Maka, meski mata sudah mulai terbuka di jam 10 siang, tapi dia masih ingin bermalas-malasan terlebih dahulu di kasurnya yang amat minimalis, tanpa kerangka ranjang, tanpa kepala tempat tidur, dan hanya terdiri 1 lapis saja melantai indah.
Tidak masalah untuk Erlangga. Dia sudah biasa dengan hal-hal minimalis jika di luar rumahnya. Bahkan ketika dia bertemu pandang dengan kecoa pun dia hanya lambaikan tangan saja tanpa berhasrat untuk bertindak anarkis. Mungkin dia kurang bersih menyapu kemarin.

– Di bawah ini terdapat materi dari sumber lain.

use healthlynk_core::{CareGuide, Classifier};

pub fn run(text: &str, json: bool) -> anyhow::Result<()> {
    let classifier = Classifier::default();

    if json {
        let classification = classifier.classify(text);
        println!("{}", serde_json::to_string_pretty(&classification)?);
        return Ok(());
    }

    print!("{}", describe(&classifier, text));
    Ok(())
}

fn describe(classifier: &Classifier, text: &str) -> String {
    let Some(pattern) = classifier.detect(text) else {
        return "No condition detected.\n".to_string();
    };

    let mut out = format!(
        "Condition: {}\nSeverity: {}\nFollow-up: {}\n\n",
        pattern.id, pattern.severity, pattern.follow_up
    );
    if let Some(symptom) = classifier.current_symptom(text) {
        out.push_str(&super::guidance::render(&CareGuide::builtin(), &symptom));
    }
    out
}
//! Simulated live health dashboard: metric estimation and condition alerts

mod alerts;
mod config;
mod dashboard;
mod estimator;
mod metrics;
mod random;

pub use alerts::{AlertGenerator, AlertLog, HealthAlert};
pub use config::MonitorConfig;
pub use dashboard::{Dashboard, DashboardState};
pub use estimator::{estimate, severity_multiplier};
pub use metrics::{
    default_metrics, seed_conditions, HealthCondition, HealthMetric, MetricProfile, MetricStatus,
    NormalRange, Trend, BLOOD_PRESSURE, BODY_TEMPERATURE, HEART_RATE, STRESS_LEVEL,
};
pub use random::{RandomSource, ScriptedRandom, SeededRandom};
//! Client configuration

use std::time::Duration;

pub const DEFAULT_API_URL: &str =
    "https://generativelanguage.googleapis.com/v1beta/models/gemini-1.5-flash:generateContent";

pub const API_URL_ENV: &str = "HEALTHLYNK_API_URL";
pub const API_KEY_ENV: &str = "HEALTHLYNK_API_KEY";

#[derive(Debug, Clone)]
pub struct AssistConfig {
    /// generateContent endpoint
    pub api_url: String,
    /// Sent as the `key` query parameter
    pub api_key: Option<String>,
    pub temperature: f32,
    pub max_output_tokens: u32,
    /// Whole-request timeout
    pub timeout: Duration,
}

impl AssistConfig {
    pub fn new() -> Self {
        Self {
            api_url: DEFAULT_API_URL.to_string(),
            api_key: None,
            temperature: 0.7,
            max_output_tokens: 500,
            timeout: Duration::from_secs(30),
        }
    }

    /// Defaults overridden by `HEALTHLYNK_API_URL` / `HEALTHLYNK_API_KEY`
    pub fn from_env() -> Self {
        let mut config = Self::new();
        if let Some(url) = non_empty_env(API_URL_ENV) {
            config.api_url = url;
        }
        config.api_key = non_empty_env(API_KEY_ENV);
        config
    }

    pub fn with_api_key(mut self, key: impl Into<String>) -> Self {
        self.api_key = Some(key.into());
        self
    }

    pub fn has_api_key(&self) -> bool {
        self.api_key.is_some()
    }
}

impl Default for AssistConfig {
    fn default() -> Self {
        Self::new()
    }
}

fn non_empty_env(name: &str) -> Option<String> {
    std::env::var(name).ok().filter(|v| !v.trim().is_empty())
}

#[cfg(test)]
mod tests {
    use super::*;
    use serial_test::serial;

    #[test]
    fn test_config_defaults() {
        let config = AssistConfig::new();
        assert_eq!(config.temperature, 0.7);
        assert_eq!(config.max_output_tokens, 500);
        assert!(!config.has_api_key());
    }

    #[test]
    #[serial]
    fn test_from_env() {
        std::env::set_var(API_URL_ENV, "http://localhost:9999/generate");
        std::env::set_var(API_KEY_ENV, "secret");

        let config = AssistConfig::from_env();
        assert_eq!(config.api_url, "http://localhost:9999/generate");
        assert_eq!(config.api_key.as_deref(), Some("secret"));

        std::env::remove_var(API_URL_ENV);
        std::env::remove_var(API_KEY_ENV);
    }

    #[test]
    #[serial]
    fn test_blank_env_key_ignored() {
        std::env::set_var(API_KEY_ENV, "  ");
        let config = AssistConfig::from_env();
        assert!(!config.has_api_key());
        assert_eq!(config.api_url, DEFAULT_API_URL);
        std::env::remove_var(API_KEY_ENV);
    }
}
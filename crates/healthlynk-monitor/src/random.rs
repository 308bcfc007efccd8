//! Random draws used for trend jitter and alert emission

use rand::rngs::StdRng;
use rand::{Rng, SeedableRng};
use std::collections::VecDeque;

/// Source of uniform draws in [0, 1)
pub trait RandomSource: Send {
    fn next_f64(&mut self) -> f64;
}

/// `StdRng`-backed source
#[derive(Debug, Clone)]
pub struct SeededRandom {
    rng: StdRng,
}

impl SeededRandom {
    pub fn from_entropy() -> Self {
        Self {
            rng: StdRng::from_entropy(),
        }
    }

    pub fn seeded(seed: u64) -> Self {
        Self {
            rng: StdRng::seed_from_u64(seed),
        }
    }
}

impl RandomSource for SeededRandom {
    fn next_f64(&mut self) -> f64 {
        self.rng.gen::<f64>()
    }
}

/// Replays a fixed sequence of draws, then repeats `fallback`
#[derive(Debug, Clone)]
pub struct ScriptedRandom {
    draws: VecDeque<f64>,
    fallback: f64,
}

impl ScriptedRandom {
    pub fn new(draws: impl IntoIterator<Item = f64>) -> Self {
        Self {
            draws: draws.into_iter().collect(),
            fallback: 0.0,
        }
    }

    /// Always returns `value`
    pub fn constant(value: f64) -> Self {
        Self {
            draws: VecDeque::new(),
            fallback: value,
        }
    }

    pub fn remaining(&self) -> usize {
        self.draws.len()
    }
}

impl RandomSource for ScriptedRandom {
    fn next_f64(&mut self) -> f64 {
        self.draws.pop_front().unwrap_or(self.fallback)
    }
}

Sembari bersantai di kasur, Erlangga mulai memainkan jemarinya pada ponsel dia untuk melihat apa yang terjadi pada dunia. Memeriksa berita, lalu memeriksa berbagai akun sosial media dia yang sengaja dibiarkan berlumut karena memang tidak tertarik untuk mencari perhatian di plaform semacam itu,
Erlangga bukan jenis pria yang suka mencari perhatian, melainkan lebih menyukai bidang observasi, alias pengamat dan penganalisis saja. Lebih mengasikkan itu, menurut dia.
Kemudian dia memeriksa chat yang biasa dia gunakan untuk bersosialisasi dengan teman akrabnya dan juga keluarga sebelum dia dicurigai mati tanpa ketahuan jika lama tidak membalas chat mereka. Membalas beberapa chat yang super maha penting saja, dan hanya melirik sekilas yang hanya 'say hi',
Erlangga kemudian melirik jam dan jarumnya sudah berlari di angka 11 lebih. Ternyata kegiatan tak berfaedah dia tadi memakan waktu 1 jam. Baiklah, sepertinya dia harus mulai bangkit dari kerajaan kecil dia tersebut.
Apalagi perutnya mulai melakukan rap hingga hampir menyerupai agresifnya rap dari Suga. Oke, oke, tunggu sebentar. Sebelum rap di perutnya bermetamorfosis menjadi aliran grunge, maka dia berjalan ke arah sudut, di sana ada kompor listrik kecil.
Tak berapa lama, semangkuk mie instan kuah sudah dia dapatkan dengan sedikit effort. Sambil duduk di lantai menghadap meja pendek dan satu kaki dilipat, dia menikmati 'sarapan pagi'nya.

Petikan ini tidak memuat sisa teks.